A long, complicated title for a similarly long, complicated book. I read about God’ll Cut You Down in Garden & Gun magazine, one geared specifically to Southerners, and had to get it.
Author John Safran, a Jewish Australian documentarian, pursued the story because he had spent time with murdered white supremacist, Richard Barrett. Why Safran knew Barrett is a titillating story on its own and is explained in the book.
The title sets the scene. Barrett’s partially charred body is found in a field in front of his house with multiple stab wounds. Vincent McGee, a young black man who had been in trouble more than out, is the suspect. Why? Well, in addition to being the last person to be with Barrett, he confessed. The twist? It might have been self-defense.
The facts of the story are too complicated to address in short form, but the framework for it rests in the deep seeded racism and dysfunctional race relations that have plagued areas of the South and continue to do so.

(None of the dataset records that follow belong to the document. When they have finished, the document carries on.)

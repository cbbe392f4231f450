//! Utility types.

type BuildHasher = std::hash::BuildHasherDefault<rustc_hash::FxHasher>;

pub type Map<K, V> = indexmap::IndexMap<K, V, BuildHasher>;
//! Reduce entries, conflict resolution and the final state order.

use super::{DebugSink, GenerateError, Tables};
use crate::{
    action::{Conflict, Reduce},
    grammar::{Assoc, Grammar, ProductionID, SymbolID, TerminalID},
    state::{State, StateID},
};
use bit_set::BitSet;
use std::cmp::{Ordering, Reverse};

/// The outcome of comparing a reduction against a shift on one terminal.
#[derive(Debug, Copy, Clone, PartialEq, Eq)]
pub(crate) enum Resolution {
    Shift,
    Reduce,
    /// Neither action, the terminal becomes an explicit error.
    Error,
    /// No precedence decides. The shift is kept and a conflict is recorded.
    Conflict,
}

/// Decide between reducing `production` and shifting `terminal`.
pub(crate) fn compare_precedence(
    g: &Grammar,
    production: ProductionID,
    terminal: TerminalID,
) -> Result<Resolution, GenerateError> {
    let reduce_prec = g.production(production).precedence();
    let shift_prec = g.terminal(terminal).precedence();
    let (Some(reduce_prec), Some(shift_prec)) = (reduce_prec, shift_prec) else {
        return Ok(Resolution::Conflict);
    };

    match Ord::cmp(&shift_prec.priority, &reduce_prec.priority) {
        Ordering::Greater => Ok(Resolution::Shift),
        Ordering::Less => Ok(Resolution::Reduce),
        Ordering::Equal => match reduce_prec.assoc {
            Assoc::Left => Ok(Resolution::Reduce),
            Assoc::Right => Ok(Resolution::Shift),
            Assoc::Nonassoc => Ok(Resolution::Error),
            Assoc::Precedence => Err(GenerateError::Associativity {
                production,
                terminal: g.terminal(terminal).name().to_owned(),
            }),
        },
    }
}

/// Choose the production reduced by default: the one with the longest run
/// of entries, the earliest run winning ties. Accept and error entries never
/// become the default.
///
/// `entries` is left sorted by production number descending, then terminal.
pub(crate) fn select_default(entries: &mut [Reduce]) -> Option<ProductionID> {
    entries.sort_by(|x, y| {
        Ord::cmp(&y.production, &x.production).then_with(|| Ord::cmp(&x.symbol, &y.symbol))
    });

    let mut default = None;
    let mut longest = 0;
    let mut rest = &entries[..];
    while let Some(head) = rest.first() {
        let len = rest
            .iter()
            .take_while(|r| r.production == head.production)
            .count();
        if len > longest && head.production > Some(ProductionID::ACCEPT) {
            longest = len;
            default = head.production;
        }
        rest = &rest[len..];
    }
    default
}
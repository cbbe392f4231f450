//! An LALR(1) parser table generator.
//!
//! ```
//! use lalrgen::grammar::{Grammar, SymbolID::*};
//!
//! let grammar = Grammar::define(|g| {
//!     let a = g.terminal("a", None)?;
//!     let b = g.terminal("b", None)?;
//!     let s = g.nonterminal("S")?;
//!     g.rule(s, [T(a), N(s), T(b)], None)?;
//!     g.rule(s, [], None)?;
//!     Ok(())
//! })
//! .unwrap();
//!
//! let automaton = lalrgen::generate(&grammar).unwrap();
//! println!("{}", automaton.display(&grammar));
//! ```

pub mod action;
pub mod automaton;
pub mod bitset;
pub mod first_sets;
pub mod generator;
pub mod grammar;
pub mod item;
pub mod recognize;
pub mod state;
pub mod types;
pub mod util;

pub use crate::{
    automaton::Automaton,
    generator::{generate, Config, GenerateError, Generator},
    grammar::Grammar,
};
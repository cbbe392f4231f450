pub mod grammars;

Safran, being a foreigner and Jewish, is probably the only person who could have told this story with any level of objectivity. His subtle humor is sublime (“Except for the dead cat in that flower bed over there, the little town of Brandon is impeccably well kept.”), and his observations of the South as an outsider are dead on. He speaks of eating fried chicken gizzards from the gas station and how “the air tastes like gasoline and stings the little cuts in my fingers.”
He is also able to hone in on those race and sexual orientation prejudices that exist so prevalently in the South but just aren’t discussed. After talking to the prosecutor about whether McGee might have killed Barrett because of a sexual assault, Safran quips, “I notice that Mark doesn’t think there’s a chance that a Rankin County jury would be sympathetic to a black man. He just thinks there’s a chance they’d hate gay people even more.”
Safran readily admits that what he wants the outcome to be is not necessarily consistent with the actual facts. He wants it to be a case of self-defense by an underprivileged black youth against a monstrous racist. But what he finds is a multi-layered jumble of conflicts. Barrett, he discovers, isn’t all bad and, McGee, isn’t just a victim of circumstance.
The book drags a little in the middle but, ultimately, it is as compelling as is Safran’s story telling ability.